Walter Veltroni, un marziano al Nazareno oltre alla mucca di Bersani

Altro che la mucca di Pier Luigi Bersani, che ne avvertì la presenza ben prima della vittoria elettorale della destra di Giorgia Meloni fra l’incredulità dei compagni di partito. Al Nazareno, se ancora vi va ogni tanto da ex segretario del Pd per le presenze che  gli spettano di diritto, si aggira un marziano. Che l’altra sera, ospite di Peter Gomez nel salotto televisivo della “confessione”, ha felicemente centrato sul piano storico e politico l’anno d’inizio della crisi del Pci, ma in genere anche di tutta la sinistra.

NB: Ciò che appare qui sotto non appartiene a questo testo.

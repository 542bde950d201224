use serde_json::Value;

use crate::model::data_file::cell_label;

/// The data endpoint caps table widgets at this many rows.
pub const TABLE_ROW_LIMIT: usize = 100;

#[derive(Debug, Clone, PartialEq, Eq)]
pub enum CellDisplay {
    /// Rendered as a `Sí`/`No` badge.
    Flag(bool),
    Text(String),
}

impl CellDisplay {
    pub fn of(value: Option<&Value>) -> Self {
        match value {
            Some(Value::Bool(b)) => CellDisplay::Flag(*b),
            other => CellDisplay::Text(cell_label(other)),
        }
    }

    pub fn text(&self) -> String {
        match self {
            CellDisplay::Flag(true) => "Sí".to_string(),
            CellDisplay::Flag(false) => "No".to_string(),
            CellDisplay::Text(t) => t.clone(),
        }
    }
}

/// Row-count badge: `1 fila`, `3 filas`.
pub fn row_count_label(rows: usize) -> String {
    if rows == 1 {
        "1 fila".to_string()
    } else {
        format!("{} filas", rows)
    }
}

/// Whether the server truncated the rows to the limit.
pub fn is_limited(rows: usize) -> bool {
    rows == TABLE_ROW_LIMIT
}

#[cfg(test)]
mod tests {
    use super::*;
    use serde_json::json;

    #[test]
    fn cells() {
        assert_eq!(CellDisplay::of(Some(&json!(true))).text(), "Sí");
        assert_eq!(CellDisplay::of(Some(&json!(false))), CellDisplay::Flag(false));
        assert_eq!(CellDisplay::of(Some(&Value::Null)).text(), "-");
        assert_eq!(CellDisplay::of(None).text(), "-");
        assert_eq!(CellDisplay::of(Some(&json!(12))).text(), "12");
    }

    #[test]
    fn badges() {
        assert_eq!(row_count_label(0), "0 filas");
        assert_eq!(row_count_label(1), "1 fila");
        assert_eq!(row_count_label(42), "42 filas");
        assert!(is_limited(100));
        assert!(!is_limited(99));
    }
}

Fu il 1956, quando la repressione sovietica della rivoluzione in Ungheria spinse molti comunisti a lasciare il partito di Palmiro Togliatti, che reagì scuotendo la testa come una criniera per liberarsi, compiaciuto, dei “pidocchi” che vi si erano insediati. E invitando l’allora direttore dell’Unità Pietro Ingrao a brindare con un bicchiere di vino rosso alla decisione del Cremlino di soffocare nel sangue le aspirazioni alla libertà di uomini e donne che, come aveva raccontato Indro Montanelli da cronista, volevano rimanere comunisti ma a modo loro.

         Nel 1956 -ha riflettuto, non raccontato Veltroni, che aveva allora solo un anno- il Pci anche a costo, evidentemente, di liberarsi del “migliore” dei suoi dirigenti, come veniva percepito e definito Togliatti, appunto, avrebbe dovuto strappare con la sua storia e costruire con i socialisti allora di Pietro Nenni un partito unico della sinistra. Vasto programma.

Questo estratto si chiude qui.